Natalie Bennett talks about brain fades, climate change and Australia

Natalie Bennett: ‘We have a threat of climate change, and a threat of the state of our economy and the state of our society, and those three things fit together ... in Britain we are collectively using the resources of three planets every year’

The Green party has in the past year gone from fringe party to having more than 55,000 members, overtaking the Liberal Democrats in some polls. Prominent supporters include Jack Monroe, Vivienne Westwood and Russell Brand.

In the third in a series of leader interviews before the general election, the Green party leader talks to Phoebe Greenwood about how the threat of climate change and the state of the British economy are interlinked problems, and clears up a few questions about the party’s policies.

Bennett, the first Australian-born UK political party leader, says there’s “a very strong strand of anti-intellectual thought in Australian life” and talks of her love of British culture.

On her ‘brain fade’

‘If nothing else it proved that I’m human, and that I’m not a product of the spin machine’

She was “devastated” at the time of her famous LBC interview in February. “If nothing else it proved that I’m human,” she says, “and that I’m not a product of the spin machine.”

The reality of life is that you take a knock and have to move on, Bennett argues. She admits that she is doing media training ahead of the leader debates, but denies that she has been instructed to talk less about hedgehogs. “They are lovely animals and we’re seeing their numbers plummet as a result of the nature of what we’re doing to the British countryside,” she adds.

On Green policy

Moving the Queen to a council house is ‘definitely not Green party policy’

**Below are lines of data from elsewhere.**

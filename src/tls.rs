//! TLS identity handling for quicssh.
//!
//! This module provides:
//! - Ephemeral self-signed certificate generation (ECDSA P-256, serial 1)
//! - SHA-256 fingerprint computation for operator display
//! - rustls configuration builders for server and client modes
//!
//! Nothing here touches the filesystem. Every server run gets a fresh
//! identity, and the client accepts any server certificate: the tunnel is
//! encrypted but the server is not authenticated.

use rcgen::{CertificateParams, KeyPair, SerialNumber};
use rustls::crypto::CryptoProvider;
use rustls::pki_types::{CertificateDer, PrivateKeyDer, PrivatePkcs8KeyDer, ServerName};
use rustls::{ClientConfig, ServerConfig};
use sha2::{Digest, Sha256};
use std::sync::Arc;
use thiserror::Error;

/// Subject alternative name of the generated certificate.
const CERT_SUBJECT: &str = "localhost";

/// Serial number of every generated certificate.
const CERT_SERIAL: u64 = 1;

/// Error type for TLS operations.
#[derive(Debug, Error)]
pub enum TlsError {
    #[error("certificate generation failed: {0}")]
    CertificateGeneration(String),

    #[error("TLS configuration error: {0}")]
    TlsConfig(String),
}

/// Result type for TLS operations.
pub type TlsResult<T> = std::result::Result<T, TlsError>;

/// Certificate and key pair with computed fingerprint.
#[derive(Clone)]
pub struct CertKeyPair {
    /// Certificate chain in DER format (always a single self-signed entry).
    pub cert_der: Vec<Vec<u8>>,
    /// PKCS#8 private key in DER format.
    pub key_der: Vec<u8>,
    /// SHA-256 fingerprint of the certificate (colon-separated hex).
    pub fingerprint: String,
}

impl std::fmt::Debug for CertKeyPair {
    fn fmt(&self, f: &mut std::fmt::Formatter<'_>) -> std::fmt::Result {
        f.debug_struct("CertKeyPair")
            .field("fingerprint", &self.fingerprint)
            .field("key_der", &"<redacted>")
            .finish()
    }
}

/// Installs ring as the process-wide rustls provider.
///
/// Safe to call more than once; later calls are ignored.
pub fn install_crypto_provider() {
    if CryptoProvider::get_default().is_none() {
        let _ = rustls::crypto::ring::default_provider().install_default();
    }
}

fn provider() -> Arc<CryptoProvider> {
    Arc::new(rustls::crypto::ring::default_provider())
}

/// Generates the server's ephemeral identity.
pub fn generate_self_signed_cert() -> TlsResult<CertKeyPair> {
    let key_pair = KeyPair::generate_for(&rcgen::PKCS_ECDSA_P256_SHA256)
        .map_err(|e| TlsError::CertificateGeneration(e.to_string()))?;

    let mut params = CertificateParams::new(vec![CERT_SUBJECT.to_string()])
        .map_err(|e| TlsError::CertificateGeneration(e.to_string()))?;
    params.serial_number = Some(SerialNumber::from(CERT_SERIAL));

    let now = time::OffsetDateTime::now_utc();
    params.not_before = now;
    params.not_after = now + time::Duration::days(365);

    let cert = params
        .self_signed(&key_pair)
        .map_err(|e| TlsError::CertificateGeneration(e.to_string()))?;

    let cert_der = cert.der().to_vec();
    let fingerprint = compute_fingerprint(&cert_der);

    Ok(CertKeyPair {
        cert_der: vec![cert_der],
        key_der: key_pair.serialize_der(),
        fingerprint,
    })
}

/// Computes the SHA-256 fingerprint of a DER-encoded certificate.
///
/// Returns the fingerprint in colon-separated lowercase hex format.
pub fn compute_fingerprint(cert_der: &[u8]) -> String {
    let mut hasher = Sha256::new();
    hasher.update(cert_der);
    let hash = hasher.finalize();
    format_fingerprint(&hash.into())
}

/// Formats a fingerprint as colon-separated lowercase hex.
pub fn format_fingerprint(bytes: &[u8; 32]) -> String {
    bytes
        .iter()
        .map(|b| format!("{:02x}", b))
        .collect::<Vec<_>>()
        .join(":")
}

/// Builds a server TLS configuration.
pub fn build_server_config(cert_key: &CertKeyPair, alpn: &str) -> TlsResult<ServerConfig> {
    let certs: Vec<CertificateDer<'static>> = cert_key
        .cert_der
        .iter()
        .map(|c| CertificateDer::from(c.clone()))
        .collect();

    let key = PrivateKeyDer::Pkcs8(PrivatePkcs8KeyDer::from(cert_key.key_der.clone()));

    let mut config = ServerConfig::builder_with_provider(provider())
        .with_protocol_versions(&[&rustls::version::TLS13])
        .map_err(|e| TlsError::TlsConfig(e.to_string()))?
        .with_no_client_auth()
        .with_single_cert(certs, key)
        .map_err(|e| TlsError::TlsConfig(e.to_string()))?;

    config.alpn_protocols = vec![alpn.as_bytes().to_vec()];

    Ok(config)
}

/// Builds a client TLS configuration that skips server certificate verification.
pub fn build_client_config_insecure(alpn: &str) -> TlsResult<ClientConfig> {
    tracing::debug!("server certificate verification is disabled");

    let mut config = ClientConfig::builder_with_provider(provider())
        .with_protocol_versions(&[&rustls::version::TLS13])
        .map_err(|e| TlsError::TlsConfig(e.to_string()))?
        .dangerous()
        .with_custom_certificate_verifier(Arc::new(InsecureVerifier))
        .with_no_client_auth();

    config.alpn_protocols = vec![alpn.as_bytes().to_vec()];

    Ok(config)
}

/// Certificate verifier that accepts any server certificate.
///
/// Handshake signatures are still checked, so the peer must hold the key
/// matching the certificate it presents.
#[derive(Debug)]
struct InsecureVerifier;

impl rustls::client::danger::ServerCertVerifier for InsecureVerifier {
    fn verify_server_cert(
        &self,
        _end_entity: &CertificateDer<'_>,
        _intermediates: &[CertificateDer<'_>],
        _server_name: &ServerName<'_>,
        _ocsp_response: &[u8],
        _now: rustls::pki_types::UnixTime,
    ) -> Result<rustls::client::danger::ServerCertVerified, rustls::Error> {
        Ok(rustls::client::danger::ServerCertVerified::assertion())
    }

    fn verify_tls12_signature(
        &self,
        message: &[u8],
        cert: &CertificateDer<'_>,
        dss: &rustls::DigitallySignedStruct,
    ) -> Result<rustls::client::danger::HandshakeSignatureValid, rustls::Error> {
        rustls::crypto::verify_tls12_signature(
            message,
            cert,
            dss,
            &rustls::crypto::ring::default_provider().signature_verification_algorithms,
        )
    }

    fn verify_tls13_signature(
        &self,
        message: &[u8],
        cert: &CertificateDer<'_>,
        dss: &rustls::DigitallySignedStruct,
    ) -> Result<rustls::client::danger::HandshakeSignatureValid, rustls::Error> {
        rustls::crypto::verify_tls13_signature(
            message,
            cert,
            dss,
            &rustls::crypto::ring::default_provider().signature_verification_algorithms,
        )
    }

    fn supported_verify_schemes(&self) -> Vec<rustls::SignatureScheme> {
        rustls::crypto::ring::default_provider()
            .signature_verification_algorithms
            .supported_schemes()
    }
}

Bennett clarifies which of the policies reported in the tabloid media are in fact true. She says that the Green party is not in favour of unrestricted immigration, but “controlled, but humane and fair immigration policy”. The party would encourage the BBC to show educational programmes during prime-time, but it would not be a policy in the manifesto. She stresses that moving the Queen to a council house is “definitely not Green party policy” but confirms that the Greens would decriminalise brothels and encourage football clubs to become co-operatives.

On Brighton council

The Greens are focusing on ‘changing the direction of travel’ in Brighton and Hove.

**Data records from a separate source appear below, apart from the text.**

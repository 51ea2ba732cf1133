//! CLI definitions for quicssh.

use clap::{builder::PossibleValuesParser, Parser, Subcommand};
use std::time::Duration;

/// ALPN protocol identifier negotiated by both ends of the tunnel.
pub const DEFAULT_ALPN: &str = "quicssh";

/// Default QUIC listen address of the server.
pub const DEFAULT_BIND: &str = "localhost:4242";

/// Default backend (sshd) address.
pub const DEFAULT_SSHD_ADDR: &str = "localhost:22";

/// Default UDP source address of the client.
pub const DEFAULT_LOCAL_ADDR: &str = ":0";

/// Parse a duration from a human-readable string.
fn parse_duration(s: &str) -> Result<Duration, humantime::DurationError> {
    humantime::parse_duration(s)
}

/// Client and server parts to proxy SSH (TCP) over QUIC (UDP) transport.
#[derive(Debug, Parser)]
#[command(name = "quicssh")]
#[command(version, about, long_about = None)]
pub struct Cli {
    /// Log level (debug|info|warn|error)
    #[arg(long, global = true, default_value = "info", value_parser = PossibleValuesParser::new(["debug", "info", "warn", "error"]))]
    pub log_level: String,

    #[command(subcommand)]
    pub command: Command,
}

#[derive(Debug, Subcommand)]
pub enum Command {
    /// Accept QUIC sessions and relay each stream to sshd
    Server(ServerArgs),

    /// Relay stdin/stdout over one QUIC stream (for SSH ProxyCommand)
    Client(ClientArgs),

    /// Show version information
    Version,
}

/// Arguments for the server subcommand.
#[derive(Debug, Clone, Parser)]
pub struct ServerArgs {
    /// bind address
    #[arg(long, default_value = DEFAULT_BIND)]
    pub bind: String,

    /// target address of sshd (host:port or txt://name)
    #[arg(long, default_value = DEFAULT_SSHD_ADDR)]
    pub sshdaddr: String,

    /// exit on idle interval (10s, 2m, 1h); 0s disables
    #[arg(long, value_parser = parse_duration, default_value = "0s")]
    pub idletimeout: Duration,
}

/// Arguments for the client subcommand.
#[derive(Debug, Clone, Parser)]
pub struct ClientArgs {
    /// address of server (host:port or txt://name)
    #[arg(long, default_value = DEFAULT_BIND)]
    pub addr: String,

    /// source address of UDP packets
    #[arg(long, default_value = DEFAULT_LOCAL_ADDR)]
    pub localaddr: String,
}

/// Build information for version command.
pub struct BuildInfo {
    pub version: &'static str,
    pub commit: &'static str,
    pub built: &'static str,
}

impl BuildInfo {
    /// Returns build information from environment variables or defaults.
    pub fn get() -> Self {
        Self {
            version: option_env!("CARGO_PKG_VERSION").unwrap_or("unknown"),
            commit: option_env!("QUICSSH_COMMIT").unwrap_or("unknown"),
            built: option_env!("QUICSSH_BUILD_DATE").unwrap_or("unknown"),
        }
    }

    /// Format version output.
    pub fn format(&self) -> String {
        format!(
            "quicssh version {}\n  commit: {}\n  built:  {}",
            self.version, self.commit, self.built
        )
    }
}

#[cfg(test)]
mod tests {
    use super::*;
    use clap::CommandFactory;

    #[test]
    fn test_cli_debug_assert() {
        Cli::command().debug_assert();
    }

    #[test]
    fn test_parse_server_defaults() {
        let cli = Cli::try_parse_from(["quicssh", "server"]).unwrap();

        assert_eq!(cli.log_level, "info");
        match cli.command {
            Command::Server(args) => {
                assert_eq!(args.bind, DEFAULT_BIND);
                assert_eq!(args.sshdaddr, DEFAULT_SSHD_ADDR);
                assert_eq!(args.idletimeout, Duration::ZERO);
            }
            _ => panic!("Expected Server command"),
        }
    }

    #[test]
    fn test_parse_server_full() {
        let cli = Cli::try_parse_from([
            "quicssh",
            "--log-level",
            "debug",
            "server",
            "--bind",
            "0.0.0.0:4242",
            "--sshdaddr",
            "txt://sshd.example.com",
            "--idletimeout",
            "2m",
        ])
        .unwrap();

        assert_eq!(cli.log_level, "debug");
        match cli.command {
            Command::Server(args) => {
                assert_eq!(args.bind, "0.0.0.0:4242");
                assert_eq!(args.sshdaddr, "txt://sshd.example.com");
                assert_eq!(args.idletimeout, Duration::from_secs(120));
            }
            _ => panic!("Expected Server command"),
        }
    }

    #[test]
    fn test_parse_client_defaults() {
        let cli = Cli::try_parse_from(["quicssh", "client"]).unwrap();

        match cli.command {
            Command::Client(args) => {
                assert_eq!(args.addr, DEFAULT_BIND);
                assert_eq!(args.localaddr, DEFAULT_LOCAL_ADDR);
            }
            _ => panic!("Expected Client command"),
        }
    }

    #[test]
    fn test_parse_client_full() {
        let cli = Cli::try_parse_from([
            "quicssh",
            "client",
            "--addr",
            "server.example.com:4242",
            "--localaddr",
            "0.0.0.0:5000",
        ])
        .unwrap();

        match cli.command {
            Command::Client(args) => {
                assert_eq!(args.addr, "server.example.com:4242");
                assert_eq!(args.localaddr, "0.0.0.0:5000");
            }
            _ => panic!("Expected Client command"),
        }
    }

    #[test]
    fn test_parse_version() {
        let cli = Cli::try_parse_from(["quicssh", "version"]).unwrap();
        assert!(matches!(cli.command, Command::Version));
    }

    #[test]
    fn test_parse_global_log_level() {
        let cli = Cli::try_parse_from(["quicssh", "client", "--log-level", "warn"]).unwrap();
        assert_eq!(cli.log_level, "warn");
    }

    #[test]
    fn test_reject_unknown_log_level() {
        let result = Cli::try_parse_from(["quicssh", "--log-level", "trace", "server"]);
        assert!(result.is_err());
    }

    #[test]
    fn test_duration_parsing() {
        let cli =
            Cli::try_parse_from(["quicssh", "server", "--idletimeout", "1m30s"]).unwrap();

        match cli.command {
            Command::Server(args) => assert_eq!(args.idletimeout, Duration::from_secs(90)),
            _ => panic!("Expected Server command"),
        }
    }

    #[test]
    fn test_bad_duration_names_flag() {
        let err = Cli::try_parse_from(["quicssh", "server", "--idletimeout", "soon"]).unwrap_err();
        assert!(err.to_string().contains("--idletimeout"));
    }

    #[test]
    fn test_build_info_format() {
        let info = BuildInfo {
            version: "1.0.0",
            commit: "abc1234",
            built: "2025-01-01T00:00:00Z",
        };
        let output = info.format();
        assert!(output.contains("quicssh version 1.0.0"));
        assert!(output.contains("commit: abc1234"));
        assert!(output.contains("built:  2025-01-01T00:00:00Z"));
    }
}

The Green party-led council in Brighton and Hove has been ranked 302nd out of 326 for its recycling record. The party is focusing on “changing the direction of travel” in Brighton, Bennett says. She stresses that the Greens are a minority administration and that she is proud of some of its achievements, such as ensuring that all council employees are paid no less than the living wage and that the highest-paid people in the council aren’t paid more than 10 times that of the lowest paid.